Certo che noi sardi a volte siamo un po' bizzarri. Siamo capaci di prendere cappello per una battuta infelice (il "sorcio nero" di Panatta a un giocatore rossoblù, il "Ti mando a Ovodda!" di Amendola in uno sceneggiato televisivo) - delle inezie, insomma - e invece non battiamo ciglio di fronte ad autentiche nefandezze che riguardano questioni serie e che, occorre aggiungere, spesso sono dei veri e propri autogol che confezioniamo senza il concorso dei tanto vituperati "continentali".

Credo che i trasporti e la sanità siano purtroppo forieri di esempi lampanti. Dalla continuità territoriale vecchia e nuova sino alla sciagurata riforma della sanità potremmo pescare a piene mani argomenti per alzare la voce, reclamare un drastico cambio di rotta da parte dei nostri governanti regionali. Invece tutto passa senza grandi scossoni. E a errore si aggiunge un altro errore, fino a che - improvvisamente- ci svegliamo e ci chiediamo: come è stato possibile arrivare a tanto?

Per limitarci alla sanità, l'ultima perla è un emendamento alla Finanziaria di sette consiglieri regionali (e già approvato) che, nella sostanza, smonta quella che senza tema di smentita possiamo definire una delle nostre eccellenze. Sto parlando della struttura complessa di ginecologia e diagnosi genetica prenatale del Microcitemico di Cagliari. Un reparto sorto nel 1982 grazie alle competenze di un luminare come il professor Antonio Cao e alla sensibilità di un fine politico come Emanuele Sanna.

Negli anni questa struttura pubblica ha acquisito una lusinghiera fama nazionale e internazionale, consentendo a tantissime donne sarde di effettuare indagini prenatali o di accedere alle tecniche di procreazione assistita, sia omologa che eterologa. Bene, l'emendamento in questione ha ottenuto lo stanziamento di una cospicua somma per "garantire" alle coppie residenti in Sardegna l'accesso a queste tecniche medicalmente assistite presso "strutture pubbliche o private accreditate in ambito nazionale ed estero". Cioè, anziché potenziare e accreditare una struttura pubblica sarda che funziona egregiamente, si è preferito dirottare risorse fuori dall'Isola, prevedendo tra l'altro un contributo che di certo non basterà a coprire gli ingenti costi di una procreazione eterologa in una struttura privata.

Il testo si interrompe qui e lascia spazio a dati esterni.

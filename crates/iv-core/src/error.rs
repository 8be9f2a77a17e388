use thiserror::Error;

use crate::ports::{ConfigStoreError, DirectoryError};

/// Errors surfaced by the tour and settings use cases.
///
/// Validation and not-found are caller mistakes; the rest are internal
/// failures. Telemetry failures never reach this type.
#[derive(Debug, Error)]
pub enum TourError {
    #[error("{0}")]
    Validation(String),

    #[error("step not found: {id}")]
    StepNotFound { id: String },

    #[error("stored steps for language '{language}' are corrupt: {reason}")]
    CorruptRecord { language: String, reason: String },

    #[error(transparent)]
    Storage(#[from] ConfigStoreError),

    #[error(transparent)]
    Directory(#[from] DirectoryError),
}

impl TourError {
    pub fn validation(message: impl Into<String>) -> Self {
        Self::Validation(message.into())
    }

    pub fn corrupt(language: &str, reason: impl ToString) -> Self {
        Self::CorruptRecord {
            language: language.to_string(),
            reason: reason.to_string(),
        }
    }
}

pub type TourResult<T> = Result<T, TourError>;

#[cfg(test)]
mod tests {
    use super::*;

    #[test]
    fn storage_error_message_is_transparent() {
        let err: TourError = ConfigStoreError::Write("disk full".to_string()).into();
        assert_eq!(err.to_string(), "config store write failed: disk full");
    }

    #[test]
    fn corrupt_record_names_the_language() {
        let err = TourError::corrupt("nl", "expected a JSON array");
        assert!(err.to_string().contains("'nl'"));
    }
}
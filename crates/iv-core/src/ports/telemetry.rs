//! Telemetry delivery port
//!
//! Failures are reported to the caller, which is expected to drop them.

use async_trait::async_trait;
use thiserror::Error;

use crate::telemetry::TelemetryReport;

#[derive(Debug, Error)]
pub enum TelemetryError {
    #[error("telemetry request failed: {0}")]
    Transport(String),

    #[error("telemetry endpoint answered with status {0}")]
    Rejected(u16),
}

#[async_trait]
pub trait TelemetrySenderPort: Send + Sync {
    async fn send(&self, url: &str, report: &TelemetryReport) -> Result<(), TelemetryError>;
}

Vado oltre i problemi di privacy (qual è la coppia che dichiarerà a cuor leggero di voler accedere alla procreazione eterologa?) e di certificazione (chi vidimerà la pratica, un consigliere regionale?), e arrivo alle amare conclusioni. A furia di affidarci a politici che assomigliano ad apprendisti stregoni stiamo snaturando i criteri della sanità, perché i due sistemi, pubblico e privato, vanno contemperati in maniera intelligente e non avventata. E così si torna ai tempi dei viaggi della speranza, con la variante del turismo procreativo.